TASK TO CARRY OUT :: Your answer must consist of every line from the data below that includes the word "await".

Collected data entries
____

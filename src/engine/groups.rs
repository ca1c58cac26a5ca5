use std::collections::HashMap;

use tracing::debug;

use crate::model::*;

use super::{observed, Engine, EngineError};

impl Engine {
    /// Per-member leave view of a team or pod.
    ///
    /// One entry per resolvable member, including members with no matching
    /// leave. Unknown group → `NotFound`; a group with no members → empty list.
    pub async fn group_leaves(
        &self,
        group: &GroupRef,
        range: DateRange,
    ) -> Result<Vec<MemberLeaves>, EngineError> {
        observed("group_leaves", async {
            let resolved = self
                .store
                .get_group(group)
                .await?
                .ok_or_else(|| EngineError::not_found(group.kind_label(), group.id()))?;

            if resolved.member_ids.is_empty() {
                return Ok(Vec::new());
            }

            let member_ids: Vec<String> = resolved.member_ids.iter().cloned().collect();
            let (members, leaves) = tokio::try_join!(
                self.store.users_by_ids(&member_ids),
                self.store.leaves_for_users_in_range(&member_ids, range, None),
            )?;

            if members.len() < member_ids.len() {
                debug!(
                    "{} {}: {} of {} member ids did not resolve",
                    group.kind_label(),
                    group.id(),
                    member_ids.len() - members.len(),
                    member_ids.len()
                );
            }
            Ok(group_by_member(members, leaves))
        })
        .await
    }

    pub async fn team_leaves(&self, team_id: &str, range: DateRange) -> Result<Vec<MemberLeaves>, EngineError> {
        self.group_leaves(&GroupRef::Team(team_id.to_string()), range).await
    }

    pub async fn pod_leaves(&self, pod_id: &str, range: DateRange) -> Result<Vec<MemberLeaves>, EngineError> {
        self.group_leaves(&GroupRef::Pod(pod_id.to_string()), range).await
    }
}

/// Pair each member with the leaves they own, keeping the leaves' incoming order.
///
/// Members come out sorted by display name, then id. Leaves whose owner is not
/// among `members` are dropped.
pub fn group_by_member(mut members: Vec<User>, leaves: Vec<LeaveRecord>) -> Vec<MemberLeaves> {
    members.sort_by(|a, b| {
        a.display_name
            .cmp(&b.display_name)
            .then_with(|| a.id.cmp(&b.id))
    });

    let mut by_owner: HashMap<String, Vec<LeaveRecord>> = HashMap::new();
    for leave in leaves {
        by_owner.entry(leave.user_id.clone()).or_default().push(leave);
    }

    let grouped: Vec<MemberLeaves> = members
        .into_iter()
        .map(|user| {
            let leaves = by_owner.remove(&user.id).unwrap_or_default();
            MemberLeaves { user, leaves }
        })
        .collect();

    if !by_owner.is_empty() {
        debug!("dropped leaves of {} non-member owners", by_owner.len());
    }
    grouped
}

____

PROBLEM SOLUTION ::
                .await?
        .await
        self.group_leaves(&GroupRef::Team(team_id.to_string()), range).await
        self.group_leaves(&GroupRef::Pod(pod_id.to_string()), range).await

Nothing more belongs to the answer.